D. Promotional Communications: Kalkaska Memorial Health Center do not share or sell your PHI to companies that market health care products or services directly to consumers for use by those companies to contact you, such as drug companies. We do maintain a database of individuals for promotional communications, disease management, health promotion, and fundraising purposes. This database includes individuals to whom we may have sent health improvement materials and news about Kalkaska Memorial Health Center previously and also individuals who have donated to us or who have expressed an interest in donating to us or other health-related activities. You may be included in this database. Kalkaska Memorial Health Center sends information to the individuals in this database about the programs and services of Kalkaska Memorial Health Center. If you wish to be deleted from this database, you may notify the Privacy Official.
E. Media Conditions Reports: Kalkaska Memorial Health Center may release information for an update to the media if the media requests information about you using your full name and after we have given you an opportunity to agree or object. The following information may then be disclosed: your condition described in general terms that do not communicate specific medical information, such as "good", "fair", "serious", or "critical".
III. Use or Disclosure Requiring Your Authorization
A. Marketing: Kalkaska Memorial Health Center are not permitted to provide your PHI to any other person or company for marketing to you of any products or services other than their products or services unless you have signed an authorization.

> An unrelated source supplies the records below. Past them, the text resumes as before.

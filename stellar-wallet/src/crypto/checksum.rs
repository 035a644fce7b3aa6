//! Checksums used by the key encodings
//!
//! CRC16-XModem protects Stellar StrKey values, the truncated double SHA-256
//! protects Base58Check payloads (WIF keys and P2PKH addresses).

use sha2::{Digest, Sha256};

/// CRC16-XModem generator polynomial
const CRC16_POLY: u16 = 0x1021;

/// Calculate the CRC16-XModem checksum of `data`
///
/// Initial value 0x0000, MSB-first, no reflection and no final XOR.
pub fn crc16_xmodem(data: &[u8]) -> u16 {
    let mut crc: u16 = 0x0000;
    for byte in data {
        crc ^= (*byte as u16) << 8;
        for _ in 0..8 {
            if crc & 0x8000 != 0 {
                crc = (crc << 1) ^ CRC16_POLY;
            } else {
                crc <<= 1;
            }
        }
    }
    crc
}

/// First four bytes of SHA-256(SHA-256(data))
pub fn double_sha256_checksum(data: &[u8]) -> [u8; 4] {
    let hash = Sha256::digest(Sha256::digest(data));
    let mut checksum = [0u8; 4];
    checksum.copy_from_slice(&hash[0..4]);
    checksum
}

#[cfg(test)]
mod tests {
    use super::*;

    #[test]
    fn test_crc16_reference_vector() {
        assert_eq!(crc16_xmodem(b"123456789"), 0x31C3);
    }

    #[test]
    fn test_crc16_empty_and_single_byte() {
        assert_eq!(crc16_xmodem(&[]), 0x0000);
        assert_eq!(crc16_xmodem(b"A"), 0x58E5);
    }

    #[test]
    fn test_double_sha256_checksum() {
        // Base58Check checksum of the mainnet genesis P2PKH payload
        let payload = hex::decode("0062e907b15cbf27d5425399ebf6f0fb50ebb88f18").unwrap();
        assert_eq!(double_sha256_checksum(&payload), [0xc2, 0x9b, 0x7d, 0x93]);
    }
}
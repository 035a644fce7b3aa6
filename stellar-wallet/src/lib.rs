//! Stellar Wallet Core - multi-chain key recovery and Stellar account access
//!
//! One 32-byte secret, imported from a Stellar secret, a WIF or raw hex, is
//! turned into a Bitcoin (P2WPKH), a FLO (P2PKH) and a Stellar (ed25519)
//! identity. The crate also signs payloads with a Stellar seed, reads
//! accounts from Horizon and keeps a local lookup history.

pub mod error;
pub mod config;
pub mod crypto;
pub mod account;
pub mod transaction;

// Re-export commonly used types for convenience
pub use error::{Error, ErrorKind, Result};
pub use crypto::keys::{
    derive_multi_chain, import_secret, recover_multi_chain, ChainOutcome, MultiChainResult, Secret,
};
pub use transaction::signer::sign;

/// Library version
pub const VERSION: &str = env!("CARGO_PKG_VERSION");
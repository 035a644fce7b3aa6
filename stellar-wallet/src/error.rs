//! Error types for the stellar-wallet library

use thiserror::Error;

/// Custom error type for stellar-wallet operations
#[derive(Error, Debug)]
pub enum Error {
    /// Bad length, invalid alphabet character or wrong version byte
    #[error("Format error: {0}")]
    Format(String),

    /// Stored checksum does not match the recomputed one (both in hex)
    #[error("Checksum mismatch (expected {expected}, got {provided})")]
    Checksum {
        expected: String,
        provided: String,
    },

    /// Curve or seed derivation failure
    #[error("Key derivation error: {0}")]
    Derivation(String),

    /// Wraps any failure raised while importing a secret
    #[error("Failed to recover key: {0}")]
    KeyRecovery(#[source] Box<Error>),

    #[error("Provider error: {0}")]
    Provider(String),

    #[error("Not found: {0}")]
    NotFound(String),

    #[error("Serialization error: {0}")]
    Serialization(String),

    #[error("Storage error: {0}")]
    Storage(String),
}

/// Coarse error category, stable across wrapping
#[derive(Debug, Clone, Copy, PartialEq, Eq)]
pub enum ErrorKind {
    Format,
    Checksum,
    Derivation,
    Provider,
    NotFound,
    Serialization,
    Storage,
}

impl Error {
    /// Build a checksum error from the raw expected/provided bytes
    pub fn checksum(expected: &[u8], provided: &[u8]) -> Self {
        Error::Checksum {
            expected: hex::encode(expected),
            provided: hex::encode(provided),
        }
    }

    /// Wrap an import failure with the "Failed to recover key" context
    pub fn key_recovery(cause: Error) -> Self {
        match cause {
            already @ Error::KeyRecovery(_) => already,
            other => Error::KeyRecovery(Box::new(other)),
        }
    }

    /// Category of this error, looking through `KeyRecovery`
    pub fn kind(&self) -> ErrorKind {
        match self {
            Error::Format(_) => ErrorKind::Format,
            Error::Checksum { .. } => ErrorKind::Checksum,
            Error::Derivation(_) => ErrorKind::Derivation,
            Error::KeyRecovery(cause) => cause.kind(),
            Error::Provider(_) => ErrorKind::Provider,
            Error::NotFound(_) => ErrorKind::NotFound,
            Error::Serialization(_) => ErrorKind::Serialization,
            Error::Storage(_) => ErrorKind::Storage,
        }
    }
}

/// Result type for stellar-wallet operations
pub type Result<T> = std::result::Result<T, Error>;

B. Research: Kalkaska Memorial Health Center will use or disclose your PHI as part of research that includes providing you with treatment. For example, if you are part of a research study that includes treatment, we may require that you sign an authorization to allow the researchers to use or disclose your PHI for this research.
C. Other Uses: Any uses or disclosures that are not for treatment, payment or operations and that are not permitted or required for public policy purposes or by law will be made only with your written authorization. Written authorizations will let you know why we are using your PHI. You have the right to revoke an authorization at any time, except to the extent that we have taken action in reliance on the authorization.
IV. Use or Disclosure Permitted by Public Policy or Law without your Authorization
A. Law Enforcement Purposes: Kalkaska Memorial Health Center will disclose your PHI for law enforcement purposes as required by law, such as responding to a court order or subpoena, identifying a criminal suspect or a missing person, or providing information about a crime victim or possible criminal conduct as part of a criminal investigation.
Required by Law: Kalkaska Memorial Health Center will disclose PHI about you when required by federal, state or local law to make reports or other disclosures. We also will make disclosures for judicial and administrative proceedings such as lawsuits or other disputes in response to a court order or subpoena. We will disclose your medical information to government agencies concerning victims of abuse, neglect or domestic violence. Kalkaska Memorial Health Center will report drug diversion and information related to fraudulent prescription activity to law enforcement and regulatory agencies. Specialized government functions will warrant the use and disclosure of PHI. These government functions will include military and veteran's activities, national security and intelligence activities, and protective services for the President and others. Kalkaska Memorial Health Center will make certain disclosures that are required in order to comply with workers' compensation or similar programs.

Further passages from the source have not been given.